Sherwood Co-operative Association Limited
- Type: Cooperative
- Industry: Groceries Petroleum Household hardware
- Headquarters: Regina, Saskatchewan
- Total assets: $136 Million CDN
- Number of employees: 650
- Website: www.sherwoodco-op.crs

= Sherwood Co-op =

Canadian retail cooperative operation

Sherwood Co-operative Association Limited (commonly referred to as Sherwood Co-op) is a retail cooperative operating in Regina, Saskatchewan, Canada.

==Present Operations==
Sherwood Co-op is a locally-owned and operated retail co-operative that was incorporated on April 8, 1931. Sherwood Co-op has over 67,000 Member/owners, over 650 employees, assets of in excess of $136 million and annual sales over $230 million. Sherwood Co-op supports over 500 charities and non-profit organizations annually.

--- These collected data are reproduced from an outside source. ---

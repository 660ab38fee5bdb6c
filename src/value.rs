use crate::array::List;
use crate::observable::Object;

/// A property value.
///
/// Plain data lives in `Json`; `Object` and `List` are handles to observable
/// entities, compared by identity.
#[derive(Clone, Debug)]
pub enum Value {
  Json(serde_json::Value),
  Object(Object),
  List(List),
}

impl Value {
  pub const NULL: Value = Value::Json(serde_json::Value::Null);

  pub fn is_null(&self) -> bool {
    matches!(self, Value::Json(serde_json::Value::Null))
  }

  pub fn as_json(&self) -> Option<&serde_json::Value> {
    match self {
      Value::Json(json) => Some(json),
      _ => None,
    }
  }

  pub fn as_object(&self) -> Option<&Object> {
    match self {
      Value::Object(obj) => Some(obj),
      _ => None,
    }
  }

  pub fn as_list(&self) -> Option<&List> {
    match self {
      Value::List(list) => Some(list),
      _ => None,
    }
  }

  /// The entity that key observers attach to: the object itself, or the
  /// observation component of a list.
  pub fn as_observable(&self) -> Option<Object> {
    match self {
      Value::Object(obj) => Some(obj.clone()),
      Value::List(list) => Some(list.entity().clone()),
      Value::Json(_) => None,
    }
  }

  pub fn as_i64(&self) -> Option<i64> {
    self.as_json().and_then(|json| json.as_i64())
  }

  pub fn as_f64(&self) -> Option<f64> {
    self.as_json().and_then(|json| json.as_f64())
  }

  pub fn as_bool(&self) -> Option<bool> {
    self.as_json().and_then(|json| json.as_bool())
  }

  pub fn as_str(&self) -> Option<&str> {
    self.as_json().and_then(|json| json.as_str())
  }

  pub fn truthy(&self) -> bool {
    match self {
      Value::Json(serde_json::Value::Null) => false,
      Value::Json(serde_json::Value::Bool(b)) => *b,
      Value::Json(serde_json::Value::Number(n)) => n.as_f64().map_or(false, |f| f != 0.0),
      Value::Json(serde_json::Value::String(s)) => !s.is_empty(),
      _ => true,
    }
  }

  /// Null, the empty string, an empty JSON array or an empty list.
  pub fn is_empty(&self) -> bool {
    match self {
      Value::Json(serde_json::Value::Null) => true,
      Value::Json(serde_json::Value::String(s)) => s.is_empty(),
      Value::Json(serde_json::Value::Array(items)) => items.is_empty(),
      Value::List(list) => list.len() == 0,
      _ => false,
    }
  }
}

impl Default for Value {
  fn default() -> Self {
    Value::NULL
  }
}

impl PartialEq for Value {
  fn eq(&self, other: &Self) -> bool {
    match (self, other) {
      (Value::Json(a), Value::Json(b)) => a == b,
      (Value::Object(a), Value::Object(b)) => a == b,
      (Value::List(a), Value::List(b)) => a == b,
      _ => false,
    }
  }
}

impl std::fmt::Display for Value {
  fn fmt(&self, f: &mut std::fmt::Formatter<'_>) -> std::fmt::Result {
    match self {
      Value::Json(json) => write!(f, "{}", json),
      Value::Object(obj) => write!(f, "<{}>", obj.id()),
      Value::List(list) => write!(f, "<list {} len={}>", list.entity().id(), list.len()),
    }
  }
}

impl From<serde_json::Value> for Value {
  fn from(json: serde_json::Value) -> Self {
    Value::Json(json)
  }
}

impl From<Object> for Value {
  fn from(obj: Object) -> Self {
    Value::Object(obj)
  }
}

impl From<&Object> for Value {
  fn from(obj: &Object) -> Self {
    Value::Object(obj.clone())
  }
}

impl From<List> for Value {
  fn from(list: List) -> Self {
    Value::List(list)
  }
}

impl From<&List> for Value {
  fn from(list: &List) -> Self {
    Value::List(list.clone())
  }
}

impl<T> From<Option<T>> for Value
where T: Into<Value> {
  fn from(value: Option<T>) -> Self {
    value.map_or(Value::NULL, Into::into)
  }
}

macro_rules! json_scalar {
  ($($ty:ty),*) => {
    $(
      impl From<$ty> for Value {
        fn from(value: $ty) -> Self {
          Value::Json(value.into())
        }
      }
    )*
  };
}

json_scalar!(bool, i32, i64, u32, u64, usize, f64, String, &str);
#[cfg(test)]
mod array {
  use std::cell::RefCell;
  use std::rc::Rc;

  use reactive_kvo::{
    ArrayChange, ArrayObserver, Enumerable, Error, IndexSet, List, Observer, RangeChange, RunLoop, TargetId, Value,
  };
  use serde_json::json;

  type Log = Rc<RefCell<Vec<(&'static str, ArrayChange)>>>;

  fn watch(list: &List) -> Log {
    let log: Log = Rc::new(RefCell::new(vec![]));
    let will = log.clone();
    let did = log.clone();
    list.add_array_observer(
      ArrayObserver::new(TargetId::unique())
        .will_change(move |_, change| will.borrow_mut().push(("will", change)))
        .did_change(move |_, change| did.borrow_mut().push(("did", change))),
    );
    log
  }

  fn keys(list: &List) -> Rc<RefCell<Vec<String>>> {
    let seen = Rc::new(RefCell::new(vec![]));
    let observer = {
      let seen = seen.clone();
      Observer::from_fn(move |change| seen.borrow_mut().push(change.key.clone()))
    };
    list.entity().add_observer("*", observer);
    seen
  }

  fn change(start: usize, removed: usize, added: usize) -> ArrayChange {
    ArrayChange { start, removed, added }
  }

  #[test]
  fn replace_fires_one_bracket() {
    let run_loop = RunLoop::new();
    let list = run_loop.create_list([1, 2, 3, 4, 5]);
    let log = watch(&list);
    list.replace(2, 1, ["a", "b"]).unwrap();
    assert_eq!(*log.borrow(), vec![("will", change(2, 1, 2)), ("did", change(2, 1, 2))]);
    assert_eq!(list.len(), 6);
    assert_eq!(list.object_at(3), Some(Value::from("b")));
  }

  #[test]
  fn push_on_four_items() {
    let run_loop = RunLoop::new();
    let list = run_loop.create_list([1, 2, 3, 4]);
    let log = watch(&list);
    list.push_object(5).unwrap();
    assert_eq!(log.borrow().last(), Some(&("did", change(4, 0, 1))));
    assert_eq!(log.borrow().len(), 2);
  }

  #[test]
  fn mutators_map_onto_replace() {
    let run_loop = RunLoop::new();
    let list = run_loop.create_list(["b", "c"]);
    let log = watch(&list);
    list.unshift_object("a").unwrap();
    list.insert_at(3, "d").unwrap();
    assert_eq!(list.pop_object().unwrap(), Some(Value::from("d")));
    assert_eq!(list.shift_object().unwrap(), Some(Value::from("a")));
    list.remove_at(0, 1).unwrap();
    list.push_objects(["x", "y"]).unwrap();
    assert_eq!(list.to_vec(), vec![Value::from("c"), Value::from("x"), Value::from("y")]);

    let dids: Vec<ArrayChange> = log.borrow().iter().filter(|(kind, _)| *kind == "did").map(|(_, c)| *c).collect();
    assert_eq!(
      dids,
      vec![change(0, 0, 1), change(3, 0, 1), change(3, 1, 0), change(0, 1, 0), change(0, 1, 0), change(1, 0, 2)]
    );
  }

  #[test]
  fn out_of_range_is_an_error() {
    let run_loop = RunLoop::new();
    let list = run_loop.create_list([1, 2]);
    assert_eq!(list.replace(3, 0, [9]), Err(Error::IndexOutOfRange { index: 3, length: 2 }));
    assert_eq!(list.insert_at(5, 9), Err(Error::IndexOutOfRange { index: 5, length: 2 }));
    assert_eq!(list.remove_at(2, 1), Err(Error::IndexOutOfRange { index: 2, length: 2 }));
    // the amount is clamped to the end
    list.replace(1, 10, Vec::<Value>::new()).unwrap();
    assert_eq!(list.len(), 1);
    assert_eq!(run_loop.depth(), 0);
  }

  #[test]
  fn remove_object_removes_every_occurrence() {
    let run_loop = RunLoop::new();
    let list = run_loop.create_list([1, 2, 1, 3, 1]);
    let seen = keys(&list);
    assert_eq!(list.remove_object(&Value::from(1)).unwrap(), 3);
    assert_eq!(list.to_vec(), vec![Value::from(2), Value::from(3)]);
    // one batch, so `length` is reported once
    assert_eq!(seen.borrow().iter().filter(|k| *k == "length").count(), 1);
    assert_eq!(list.remove_object(&Value::from(7)).unwrap(), 0);
  }

  #[test]
  fn key_notifications_follow_the_change() {
    let run_loop = RunLoop::new();
    let list = run_loop.create_list(["a", "b", "c"]);
    let seen = keys(&list);

    list.replace(1, 1, ["B"]).unwrap();
    assert_eq!(*seen.borrow(), vec!["[]".to_string()]);

    seen.borrow_mut().clear();
    list.push_object("d").unwrap();
    assert_eq!(*seen.borrow(), vec!["[]".to_string(), "length".to_string(), "lastObject".to_string()]);

    seen.borrow_mut().clear();
    list.shift_object().unwrap();
    let got = seen.borrow().clone();
    assert!(got.contains(&"firstObject".to_string()));
    assert!(got.contains(&"length".to_string()));

    assert_eq!(list.get("firstObject"), Value::from("B"));
    assert_eq!(list.get("lastObject"), Value::from("d"));
    assert_eq!(list.get("length"), Value::from(3usize));
    assert_eq!(list.get("1"), Value::from("c"));
  }

  #[test]
  fn length_observers_are_coalesced_in_a_run() {
    let run_loop = RunLoop::new();
    let list = run_loop.create_list(Vec::<Value>::new());
    let lengths = Rc::new(RefCell::new(vec![]));
    {
      let lengths = lengths.clone();
      list.entity().add_observer("length", Observer::from_fn(move |c| lengths.borrow_mut().push(c.value.clone())));
    }
    run_loop
      .run(|| {
        for i in 0..5 {
          list.push_object(i).unwrap();
        }
      })
      .unwrap();
    assert_eq!(*lengths.borrow(), vec![Value::from(5usize)]);
  }

  #[test]
  fn did_change_all_reports_the_length_seen_at_will_change() {
    let run_loop = RunLoop::new();
    let list = run_loop.create_list([1, 2, 3]);
    let log = watch(&list);
    list.mutate_in_place(|items| items.truncate(1)).unwrap();
    assert_eq!(*log.borrow(), vec![("will", change(0, 3, 0)), ("did", change(0, 3, 1))]);

    log.borrow_mut().clear();
    list.array_content_did_change_all().unwrap();
    assert_eq!(*log.borrow(), vec![("did", change(0, 1, 1))]);
  }

  #[test]
  fn huge_reported_ranges_do_not_overflow() {
    let run_loop = RunLoop::new();
    let list = run_loop.create_list([1, 2]);
    let log = watch(&list);
    list.array_content_did_change(usize::MAX, usize::MAX, usize::MAX).unwrap();
    assert_eq!(*log.borrow(), vec![("did", change(usize::MAX, usize::MAX, usize::MAX))]);
    assert_eq!(list.len(), 2);
    assert_eq!(run_loop.depth(), 0);
  }

  #[test]
  fn removed_array_observers_stay_quiet() {
    let run_loop = RunLoop::new();
    let list = run_loop.create_list([1]);
    let target = TargetId::unique();
    let log: Log = Rc::new(RefCell::new(vec![]));
    let observer = {
      let log = log.clone();
      ArrayObserver::new(target).did_change(move |_, c| log.borrow_mut().push(("did", c)))
    };
    list.add_array_observer(observer.clone());
    list.add_array_observer(observer.clone());
    assert_eq!(list.array_observer_count(), 1);
    list.push_object(2).unwrap();
    list.remove_array_observer(&observer);
    list.push_object(3).unwrap();
    assert_eq!(log.borrow().len(), 1);
  }

  #[test]
  fn range_observers_hear_only_their_range_once_per_cycle() {
    let run_loop = RunLoop::new();
    let list = run_loop.create_list((0..20).collect::<Vec<i32>>());
    let heard: Rc<RefCell<Vec<IndexSet>>> = Rc::new(RefCell::new(vec![]));
    let observer = {
      let heard = heard.clone();
      list.add_range_observer(IndexSet::with_range(10, 5), move |change: &RangeChange| {
        heard.borrow_mut().push(change.indexes.clone())
      })
    };

    list.replace(0, 1, [100]).unwrap();
    assert!(heard.borrow().is_empty());

    run_loop
      .run(|| {
        list.replace(11, 1, [111]).unwrap();
        list.replace(13, 1, [113]).unwrap();
      })
      .unwrap();
    assert_eq!(heard.borrow().len(), 1);
    assert_eq!(heard.borrow()[0].ranges(), &[11..12, 13..14]);

    // inserting before the range shifts everything after it
    heard.borrow_mut().clear();
    list.insert_at(2, -1).unwrap();
    assert_eq!(heard.borrow()[0].ranges(), &[10..15]);

    observer.update(IndexSet::from_index(0));
    heard.borrow_mut().clear();
    list.replace(12, 1, [0]).unwrap();
    assert!(heard.borrow().is_empty());

    observer.destroy();
    assert_eq!(list.range_observer_count(), 0);
    list.replace(0, 1, [0]).unwrap();
    assert!(heard.borrow().is_empty());
  }

  #[test]
  fn range_observers_can_watch_members() {
    let run_loop = RunLoop::new();
    let ann = run_loop.create_object(json!({ "name": "Ann" }));
    let bob = run_loop.create_object(json!({ "name": "Bob" }));
    let list = run_loop.create_list([&ann, &bob]);
    let heard: Rc<RefCell<Vec<(Vec<usize>, Option<String>)>>> = Rc::new(RefCell::new(vec![]));
    let _observer = {
      let heard = heard.clone();
      list
        .add_range_observer(IndexSet::from_index(1), move |change: &RangeChange| {
          let key = change.member.as_ref().map(|(_, key)| key.clone());
          heard.borrow_mut().push((change.indexes.iter().collect(), key))
        })
        .observing_members()
    };

    ann.set("name", "Anne").unwrap();
    assert!(heard.borrow().is_empty());
    bob.set("name", "Robert").unwrap();
    assert_eq!(*heard.borrow(), vec![(vec![1], Some("name".to_string()))]);
  }

  #[test]
  fn enumerable_over_lists() {
    let run_loop = RunLoop::new();
    let ann = run_loop.create_object(json!({ "name": "Ann", "admin": true }));
    let bob = run_loop.create_object(json!({ "name": "Bob", "admin": false }));
    bob.define_method("greet", |o, _| Value::from(format!("hi {}", o.get("name").as_str().unwrap_or_default())));
    let list = run_loop.create_list([&ann, &bob]);

    assert_eq!(list.map_property("name"), vec![Value::from("Ann"), Value::from("Bob")]);
    assert_eq!(list.filter_property("admin", None), vec![Value::from(&ann)]);
    assert_eq!(list.index_of(&Value::from(&bob)), Some(1));
    assert_eq!(list.invoke("greet", &[]), vec![Value::NULL, Value::from("hi Bob")]);
    assert_eq!(list.objects().count(), 2);
    assert_eq!(list.group_by("admin").len(), 2);
  }
}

With three Food Centres, a Home and Building Centre, ten Gas Bar/Convenience Store/Car Washes, and one stand alone Pharmacy, Sherwood Co-op has become one of the largest retail businesses in the City of Regina. In addition, Sherwood Co-op operates branch locations in Emerald Park, Indian Head, Southey, Dysart and Montmartre.

Sherwood Co-op operates as a locally based cooperative that engages with the community and provides lifetime membership benefits.

Sherwood Co-op is a member of Federated Co-operatives.